Collected data:
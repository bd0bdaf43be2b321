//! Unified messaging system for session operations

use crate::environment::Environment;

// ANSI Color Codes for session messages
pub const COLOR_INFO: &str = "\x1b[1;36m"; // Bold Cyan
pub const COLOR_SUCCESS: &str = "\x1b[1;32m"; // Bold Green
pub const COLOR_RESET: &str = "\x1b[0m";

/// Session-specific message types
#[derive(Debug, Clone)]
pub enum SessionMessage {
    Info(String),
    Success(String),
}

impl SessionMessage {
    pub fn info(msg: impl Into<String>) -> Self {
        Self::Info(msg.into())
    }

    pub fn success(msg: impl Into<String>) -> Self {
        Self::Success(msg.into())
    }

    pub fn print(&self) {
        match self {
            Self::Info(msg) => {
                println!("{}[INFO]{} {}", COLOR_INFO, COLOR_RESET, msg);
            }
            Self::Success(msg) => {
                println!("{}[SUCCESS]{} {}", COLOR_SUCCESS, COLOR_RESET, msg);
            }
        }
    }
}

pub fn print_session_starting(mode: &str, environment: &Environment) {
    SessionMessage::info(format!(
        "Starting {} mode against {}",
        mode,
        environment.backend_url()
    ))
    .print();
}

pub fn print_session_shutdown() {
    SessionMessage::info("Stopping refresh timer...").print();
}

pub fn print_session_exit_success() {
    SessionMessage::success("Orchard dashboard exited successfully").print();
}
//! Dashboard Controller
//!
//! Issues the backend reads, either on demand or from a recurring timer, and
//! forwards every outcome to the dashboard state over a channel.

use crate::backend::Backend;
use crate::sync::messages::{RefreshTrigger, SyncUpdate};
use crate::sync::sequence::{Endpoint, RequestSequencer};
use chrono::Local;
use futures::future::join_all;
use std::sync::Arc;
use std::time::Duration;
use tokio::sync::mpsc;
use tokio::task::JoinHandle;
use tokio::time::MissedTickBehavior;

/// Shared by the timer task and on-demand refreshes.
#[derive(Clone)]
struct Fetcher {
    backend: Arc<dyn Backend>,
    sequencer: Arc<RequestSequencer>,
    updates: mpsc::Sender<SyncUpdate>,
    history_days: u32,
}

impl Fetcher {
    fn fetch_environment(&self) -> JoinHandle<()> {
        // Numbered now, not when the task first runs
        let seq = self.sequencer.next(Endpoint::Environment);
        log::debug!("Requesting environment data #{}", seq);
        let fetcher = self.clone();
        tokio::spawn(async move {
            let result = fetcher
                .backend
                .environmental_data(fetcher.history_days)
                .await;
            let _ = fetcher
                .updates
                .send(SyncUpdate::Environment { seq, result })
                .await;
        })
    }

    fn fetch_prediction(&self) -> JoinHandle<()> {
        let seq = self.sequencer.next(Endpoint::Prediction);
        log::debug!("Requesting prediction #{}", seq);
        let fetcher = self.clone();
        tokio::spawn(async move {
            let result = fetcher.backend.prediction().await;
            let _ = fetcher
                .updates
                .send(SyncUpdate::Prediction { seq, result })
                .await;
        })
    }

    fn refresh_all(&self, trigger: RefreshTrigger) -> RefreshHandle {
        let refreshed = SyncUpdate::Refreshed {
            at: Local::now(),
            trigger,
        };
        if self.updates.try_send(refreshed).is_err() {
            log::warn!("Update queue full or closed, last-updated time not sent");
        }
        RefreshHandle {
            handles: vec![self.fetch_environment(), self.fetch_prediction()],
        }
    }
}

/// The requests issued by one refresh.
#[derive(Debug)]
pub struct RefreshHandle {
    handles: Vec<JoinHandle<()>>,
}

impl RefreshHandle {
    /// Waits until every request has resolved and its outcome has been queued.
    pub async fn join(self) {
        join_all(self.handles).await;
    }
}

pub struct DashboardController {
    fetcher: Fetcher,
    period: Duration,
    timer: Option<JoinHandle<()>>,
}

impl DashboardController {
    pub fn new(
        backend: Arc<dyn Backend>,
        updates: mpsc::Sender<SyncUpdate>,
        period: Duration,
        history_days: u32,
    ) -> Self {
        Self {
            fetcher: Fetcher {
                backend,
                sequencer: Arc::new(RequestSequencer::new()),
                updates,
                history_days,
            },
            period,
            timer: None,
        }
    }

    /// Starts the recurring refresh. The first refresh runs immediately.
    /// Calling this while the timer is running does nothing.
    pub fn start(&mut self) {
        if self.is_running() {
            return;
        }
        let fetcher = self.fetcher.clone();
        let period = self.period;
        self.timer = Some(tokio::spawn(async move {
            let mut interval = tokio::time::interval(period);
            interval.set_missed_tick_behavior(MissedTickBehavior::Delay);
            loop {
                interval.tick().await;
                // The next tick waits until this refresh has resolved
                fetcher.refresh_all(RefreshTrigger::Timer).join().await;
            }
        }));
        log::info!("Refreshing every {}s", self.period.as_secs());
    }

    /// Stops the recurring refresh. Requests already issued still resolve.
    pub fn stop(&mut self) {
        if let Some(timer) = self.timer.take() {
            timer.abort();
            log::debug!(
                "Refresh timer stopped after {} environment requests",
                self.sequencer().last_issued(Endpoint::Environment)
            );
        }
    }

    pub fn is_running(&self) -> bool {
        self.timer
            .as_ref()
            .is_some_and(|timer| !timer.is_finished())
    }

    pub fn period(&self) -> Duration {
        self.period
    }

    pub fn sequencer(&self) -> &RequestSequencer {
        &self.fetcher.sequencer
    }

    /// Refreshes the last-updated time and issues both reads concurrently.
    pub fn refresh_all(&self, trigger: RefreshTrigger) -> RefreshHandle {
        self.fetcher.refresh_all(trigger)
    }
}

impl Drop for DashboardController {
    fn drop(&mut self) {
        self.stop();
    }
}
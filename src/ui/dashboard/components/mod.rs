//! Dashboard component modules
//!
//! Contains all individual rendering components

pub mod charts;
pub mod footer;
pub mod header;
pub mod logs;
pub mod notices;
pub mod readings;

→ WORK TO COMPLETE
Quote the data above from the line containing "use crate::environment::Environment;" to the line containing "#[derive(Clone)]", inclusive, and stop.

→ ANSWER BOX
use crate::environment::Environment;

// ANSI Color Codes for session messages
pub const COLOR_INFO: &str = "\x1b[1;36m"; // Bold Cyan
pub const COLOR_SUCCESS: &str = "\x1b[1;32m"; // Bold Green
pub const COLOR_RESET: &str = "\x1b[0m";

/// Session-specific message types
#[derive(Debug, Clone)]
pub enum SessionMessage {
    Info(String),
    Success(String),
}

impl SessionMessage {
    pub fn info(msg: impl Into<String>) -> Self {
        Self::Info(msg.into())
    }

    pub fn success(msg: impl Into<String>) -> Self {
        Self::Success(msg.into())
    }

    pub fn print(&self) {
        match self {
            Self::Info(msg) => {
                println!("{}[INFO]{} {}", COLOR_INFO, COLOR_RESET, msg);
            }
            Self::Success(msg) => {
                println!("{}[SUCCESS]{} {}", COLOR_SUCCESS, COLOR_RESET, msg);
            }
        }
    }
}

pub fn print_session_starting(mode: &str, environment: &Environment) {
    SessionMessage::info(format!(
        "Starting {} mode against {}",
        mode,
        environment.backend_url()
    ))
    .print();
}

pub fn print_session_shutdown() {
    SessionMessage::info("Stopping refresh timer...").print();
}

pub fn print_session_exit_success() {
    SessionMessage::success("Orchard dashboard exited successfully").print();
}
//! Dashboard Controller
//!
//! Issues the backend reads, either on demand or from a recurring timer, and
//! forwards every outcome to the dashboard state over a channel.

use crate::backend::Backend;
use crate::sync::messages::{RefreshTrigger, SyncUpdate};
use crate::sync::sequence::{Endpoint, RequestSequencer};
use chrono::Local;
use futures::future::join_all;
use std::sync::Arc;
use std::time::Duration;
use tokio::sync::mpsc;
use tokio::task::JoinHandle;
use tokio::time::MissedTickBehavior;

/// Shared by the timer task and on-demand refreshes.
#[derive(Clone)]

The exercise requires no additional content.